Usually crates should expose the crates they import publicly to avoid situations like that, but it appears connectorx does not export its polars or polars_core (although it does expose polars_io, polars_lazy and polars_time).

0
Anatoly Bugakov On

As of now polars 0.35 does not depend on arrow2 but does depend on arrow-array >=41. So what I did was to leverage on connectorx's dst_arrow feature.

First I convert arrow-array's Field and Array to polars-array and then to Series, see batch_to_df in particular.

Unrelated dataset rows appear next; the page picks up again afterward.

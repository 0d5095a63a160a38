//! Media kinds and data-URI helpers
//!
//! Every generated asset is addressed by the post it belongs to and its
//! media kind; the kind fixes the file extension and MIME type used both
//! for storage object keys and for data-URI fallbacks.

use base64::engine::general_purpose::STANDARD;
use base64::Engine;
use serde::{Deserialize, Serialize};

/// Kind of generated media asset
#[derive(Debug, Clone, Copy, PartialEq, Eq, Serialize, Deserialize)]
#[serde(rename_all = "kebab-case")]
pub enum MediaKind {
    Code,
    Chart,
    Infographic,
    Qrcode,
    Carousel,
    AiImage,
    Interactive,
}

impl MediaKind {
    /// Storage file extension for this kind
    pub fn extension(&self) -> &'static str {
        match self {
            MediaKind::Code | MediaKind::Chart | MediaKind::Infographic | MediaKind::Qrcode => {
                "svg"
            }
            MediaKind::Carousel => "pdf",
            MediaKind::AiImage => "png",
            MediaKind::Interactive => "html",
        }
    }

    /// MIME type for this kind
    pub fn mime_type(&self) -> &'static str {
        match self {
            MediaKind::Code | MediaKind::Chart | MediaKind::Infographic | MediaKind::Qrcode => {
                "image/svg+xml"
            }
            MediaKind::Carousel => "application/pdf",
            MediaKind::AiImage => "image/png",
            MediaKind::Interactive => "text/html",
        }
    }

    /// Response `type` label, matching the kebab-case wire form
    pub fn label(&self) -> &'static str {
        match self {
            MediaKind::Code => "code",
            MediaKind::Chart => "chart",
            MediaKind::Infographic => "infographic",
            MediaKind::Qrcode => "qrcode",
            MediaKind::Carousel => "carousel",
            MediaKind::AiImage => "ai-image",
            MediaKind::Interactive => "interactive",
        }
    }
}

/// Encode bytes as a `data:` URI with the given MIME type
pub fn to_data_uri(data: &[u8], mime_type: &str) -> String {
    format!("data:{};base64,{}", mime_type, STANDARD.encode(data))
}
//! Build script for lpf-gen
//!
//! Captures build identification information at compile time:
//! - Git commit hash (short form)
//! - Build timestamp
//! - Build profile (debug/release)

use std::process::Command;

fn main() {
    // Capture git commit hash (short form, 8 characters)
    let git_hash = Command::new("git")
        .args(["rev-parse", "--short=8", "HEAD"])
        .output()
        .ok()
        .and_then(|output| {
            if output.status.success() {
                String::from_utf8(output.stdout).ok()
            } else {
                None
            }
        })
        .map(|s| s.trim().to_string())
        .unwrap_or_else(|| "unknown".to_string());

    // Build timestamp in ISO 8601 format with local timezone
    let build_timestamp = chrono::Local::now().to_rfc3339_opts(chrono::SecondsFormat::Secs, false);

    let profile = std::env::var("PROFILE").unwrap_or_else(|_| "unknown".to_string());

    println!("cargo:rustc-env=GIT_HASH={}", git_hash);
    println!("cargo:rustc-env=BUILD_TIMESTAMP={}", build_timestamp);
    println!("cargo:rustc-env=BUILD_PROFILE={}", profile);

    // No rerun-if-changed directives: rerun every build so the timestamp
    // and git hash stay current.
}
//! HTTP clients for external providers
//!
//! Each client wraps a reqwest `Client` with an explicit timeout, typed
//! response structs, and taxonomy-mapped errors. Base URLs are
//! configurable so the external contracts stay best-effort mappings.

pub mod gemini;
pub mod newsapi;
pub mod supabase;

use connectorx::{source_router::SourceConn, sql::CXQuery, get_arrow};
use polars::{prelude::{DataFrame, Field}, series::Series, functions::concat_df_diagonal};
use polars_arrow::{array::Array, datatypes::{Field as PolarsArrowField}};
use arrow_array::RecordBatch;

pub fn conn() {

    let uri=format!("mysql://{0}:{1}@{2}:{3}/{4}?cxprotocol=binary",
        "username" , "pwd", "localhost", 3306, "ultima");

    let mut source_conn = SourceConn::try_from(uri.as_str()).expect("parse conn str failed");

    let queries = &[CXQuery::from("SELECT DISTINCT * FROM xyz")];
    let destination = get_arrow::get_arrow(&source_conn, None, queries).expect("run failed");

    let mut data = destination.arrow().unwrap();

    let res = record_batches_to_df(data);

}
    
pub fn record_batches_to_df<I>(batches: I) -> DataFrame
    where I: IntoIterator<Item=RecordBatch>
{
    let mut batches_iter: <I as IntoIterator>::IntoIter = batches.into_iter();

    let mut dfs = vec![];

    for next_batch in batches_iter {
        dfs.push(batch_to_df(next_batch));
    }

    let res = concat_df_diagonal(&dfs).unwrap();

    res
}

pub fn batch_to_df(batch: RecordBatch) -> DataFrame {
    let mut columns = vec![];
    batch.schema().all_fields().into_iter()
            .zip(batch.columns())
            .for_each(|(f, c)|{
                let polars_field = Field::from(&PolarsArrowField::from(f));
                let chunk: Box<dyn Array> = From::from(c.as_ref());
                let s = unsafe {Series::from_chunks_and_dtype_unchecked(polars_field.name.as_str(), vec![chunk], &polars_field.data_type())};
                columns.push(s);
            });
    DataFrame::from_iter(columns)
}

P.S. I leave this step out, but the only little issue is that you need to know the Schema of you DataFrame upfront, since all Array's come as Binary and need to be casted.See cast.

Also, if you get compilation issues due dependnecy resolution, see my question on that.